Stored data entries
══════════════════════════════

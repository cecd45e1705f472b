//! A downstream crate hand-writing a `Codec` and testing it with
//! `generate_codec_tests!`.

#![expect(missing_docs, reason = "test repo")]
#![expect(unused_crate_dependencies, reason = "macro hacks")]

use vbk_codec_tests::{
    generate_codec_tests,
    proptest::{collection::vec, option, prelude::*},
    vbk_codec::{Codec, CodecError, Decoder, Encoder, VarLenInt, encode_to_vec},
};

/// Payout note, with an optional memo behind a presence byte.
#[derive(Debug, Clone, PartialEq)]
struct Payout {
    amount: u64,
    recipient: Vec<u8>,
    memo: Option<Vec<u8>>,
}

impl Codec for Payout {
    fn decode(dec: &mut impl Decoder) -> Result<Self, CodecError> {
        let amount = dec.read_var_len_int()?.inner();
        let recipient = dec.read_length_prefixed()?;
        let memo = match bool::decode(dec)? {
            true => Some(dec.read_var_len_buffer(1024)?),
            false => None,
        };
        Ok(Self {
            amount,
            recipient,
            memo,
        })
    }

    fn encode(&self, enc: &mut impl Encoder) -> Result<(), CodecError> {
        enc.write_var_len_int(VarLenInt::new(self.amount))?;
        enc.write_length_prefixed(&self.recipient)?;
        self.memo.is_some().encode(enc)?;
        if let Some(memo) = &self.memo {
            enc.write_var_len_buffer(memo)?;
        }
        Ok(())
    }
}

impl Arbitrary for Payout {
    type Parameters = ();
    type Strategy = BoxedStrategy<Payout>;

    fn arbitrary_with(_args: Self::Parameters) -> Self::Strategy {
        (
            any::<u64>(),
            vec(any::<u8>(), 0..=255),
            option::of(vec(any::<u8>(), 0..300)),
        )
            .prop_map(|(amount, recipient, memo)| Payout {
                amount,
                recipient,
                memo,
            })
            .boxed()
    }
}

generate_codec_tests!(Payout, "payout");

#[test]
fn test_payout_layout() {
    let p = Payout {
        amount: 500,
        recipient: vec![0xaa, 0xbb],
        memo: None,
    };
    let buf = encode_to_vec(&p).unwrap();
    assert_eq!(buf, vec![2, 0x01, 0xf4, 2, 0xaa, 0xbb, 0]);
}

══════════════════════════════

Your goal: Track down every line in the entries that includes the string "Strategy", and copy it.

Answer below:
    type Strategy = BoxedStrategy<Payout>;
    fn arbitrary_with(_args: Self::Parameters) -> Self::Strategy {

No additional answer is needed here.